PROBLEM TO WORK ON:
Begin at the line containing "let blob = serde_json::to_string_pretty(&self.records)?;" in the entries below and end at the line containing "in the collection."; transcribe that range exactly and nothing outside it.

[[ RECORDS FOR THIS EXERCISE open ]]

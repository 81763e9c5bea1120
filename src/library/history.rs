//! Generation history storage.

use serde::{Deserialize, Serialize};
use thiserror::Error;

use crate::store::{KEY_HISTORY, KvStore, StoreError};

/// Folder value for records that have not been assigned a folder.
pub const UNFILED: &str = "Unfiled";

/// Maximum label length derived from the submitted text.
const LABEL_PREVIEW_CHARS: usize = 48;

/// Errors that can occur when mutating the library collections.
#[derive(Error, Debug)]
pub enum LibraryError {
    #[error("Store error: {0}")]
    StoreError(#[from] StoreError),

    #[error("Serialization error: {0}")]
    SerializationError(#[from] serde_json::Error),
}

/// Synthesis mode a record was generated with, including the
/// mode-specific parameters chosen at generation time.
#[derive(Debug, Clone, PartialEq, Serialize, Deserialize)]
#[serde(tag = "mode", rename_all = "lowercase")]
pub enum Mode {
    /// Predefined speaker identity selected by preset name.
    Preset { preset: String },
    /// Novel speaker identity from a natural-language description.
    Design { description: String },
    /// Speaker identity derived from a reference audio sample.
    Clone,
}

impl Mode {
    /// Returns the short mode name for display.
    pub fn as_str(&self) -> &'static str {
        match self {
            Mode::Preset { .. } => "preset",
            Mode::Design { .. } => "design",
            Mode::Clone => "clone",
        }
    }
}

/// A single generation produced by the TTS backend.
///
/// The audio itself stays on the backend; `audio_ref` is an opaque
/// locator and `source_filename` is the handle used for remote deletion.
#[derive(Debug, Clone, PartialEq, Serialize, Deserialize)]
pub struct GenerationRecord {
    pub id: i64,
    pub text: String,
    #[serde(flatten)]
    pub mode: Mode,
    pub created_at: String,
    pub audio_ref: String,
    #[serde(skip_serializing_if = "Option::is_none")]
    pub source_filename: Option<String>,
    pub label: String,
    #[serde(default = "default_folder")]
    pub folder: String,
}

fn default_folder() -> String {
    UNFILED.to_string()
}

/// Derive the default record label from the submitted text.
///
/// Takes the first [`LABEL_PREVIEW_CHARS`] characters of the trimmed
/// text, appending an ellipsis when truncated.
pub fn default_label(text: &str) -> String {
    let trimmed = text.trim();
    let mut label: String = trimmed.chars().take(LABEL_PREVIEW_CHARS).collect();
    if trimmed.chars().count() > LABEL_PREVIEW_CHARS {
        label.push('…');
    }
    label
}

/// Folder selector for history views.
#[derive(Debug, Clone, PartialEq)]
pub enum FolderFilter {
    /// Every record regardless of folder.
    All,
    /// Records whose folder matches the name exactly (case-sensitive).
    Folder(String),
}

/// Ordered collection of generation records, most recent first.
///
/// Every mutation writes the full collection through to the store before
/// returning. Loading tolerates a missing or unparsable blob by starting
/// empty.
pub struct HistoryStore<S: KvStore> {
    records: Vec<GenerationRecord>,
    store: S,
}

impl<S: KvStore> HistoryStore<S> {
    /// Load the history from the store.
    pub fn load(store: S) -> Self {
        let records = store
            .get(KEY_HISTORY)
            .ok()
            .flatten()
            .and_then(|blob| serde_json::from_str(&blob).ok())
            .unwrap_or_default();

        Self { records, store }
    }

    fn save(&self) -> Result<(), LibraryError> {
        let blob = serde_json::to_string_pretty(&self.records)?;
        self.store.set(KEY_HISTORY, &blob)?;
        Ok(())
    }

    /// All records, most recent first.
    pub fn records(&self) -> &[GenerationRecord] {
        &self.records
    }

    /// Look up a record by id.
    pub fn get(&self, id: i64) -> Option<&GenerationRecord> {
        self.records.iter().find(|r| r.id == id)
    }

    /// Highest id currently in the collection.
    pub fn newest_id(&self) -> Option<i64> {
        self.records.iter().map(|r| r.id).max()
    }

    /// Insert a record at the front of the history.
    ///
    /// Ids must be unique; the caller is responsible for supplying one
    /// that is not already present.
    pub fn append(&mut self, record: GenerationRecord) -> Result<(), LibraryError> {
        self.records.insert(0, record);
        self.save()
    }

    /// Remove the record with the given id.
    ///
    /// Returns `true` if a record was removed. Removing an absent id is
    /// a no-op, not an error.
    pub fn remove(&mut self, id: i64) -> Result<bool, LibraryError> {
        let before = self.records.len();
        self.records.retain(|r| r.id != id);

        if self.records.len() == before {
            return Ok(false);
        }

        self.save()?;
        Ok(true)
    }

    /// Set the label of a record.
    ///
    /// The new label is trimmed; empty or whitespace-only input leaves
    /// the record unchanged. Returns `true` if the label was updated.
    pub fn rename(&mut self, id: i64, new_label: &str) -> Result<bool, LibraryError> {
        let trimmed = new_label.trim();
        if trimmed.is_empty() {
            return Ok(false);
        }

        let Some(record) = self.records.iter_mut().find(|r| r.id == id) else {
            return Ok(false);
        };

        record.label = trimmed.to_string();
        self.save()?;
        Ok(true)
    }

    /// Assign a record to a folder.
    ///
    /// The folder name is set unconditionally; no existence check is made
    /// against the folder registry. Returns `true` if the record exists.
    pub fn move_to_folder(&mut self, id: i64, folder: &str) -> Result<bool, LibraryError> {
        let Some(record) = self.records.iter_mut().find(|r| r.id == id) else {
            return Ok(false);
        };

        record.folder = folder.to_string();
        self.save()?;
        Ok(true)
    }

    /// Move every record in `from` to the folder `to`.
    ///
    /// Returns the number of records reassigned.
    pub fn reassign_folder(&mut self, from: &str, to: &str) -> Result<usize, LibraryError> {
        let mut moved = 0;
        for record in self.records.iter_mut().filter(|r| r.folder == from) {
            record.folder = to.to_string();
            moved += 1;
        }

        if moved > 0 {
            self.save()?;
        }

        Ok(moved)
    }

    /// Iterate records matching the folder selector, preserving order.
    ///
    /// The returned iterator borrows the store and can be restarted by
    /// calling `filter` again.
    pub fn filter<'a>(
        &'a self,
        selector: &'a FolderFilter,
    ) -> impl Iterator<Item = &'a GenerationRecord> {
        self.records.iter().filter(move |r| match selector {
            FolderFilter::All => true,
            FolderFilter::Folder(name) => r.folder == *name,
        })
    }
}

[[ RECORDS FOR THIS EXERCISE closed ]]

ANSWER BOX:
        let blob = serde_json::to_string_pretty(&self.records)?;
        self.store.set(KEY_HISTORY, &blob)?;
        Ok(())
    }

    /// All records, most recent first.
    pub fn records(&self) -> &[GenerationRecord] {
        &self.records
    }

    /// Look up a record by id.
    pub fn get(&self, id: i64) -> Option<&GenerationRecord> {
        self.records.iter().find(|r| r.id == id)
    }

    /// Highest id currently in the collection.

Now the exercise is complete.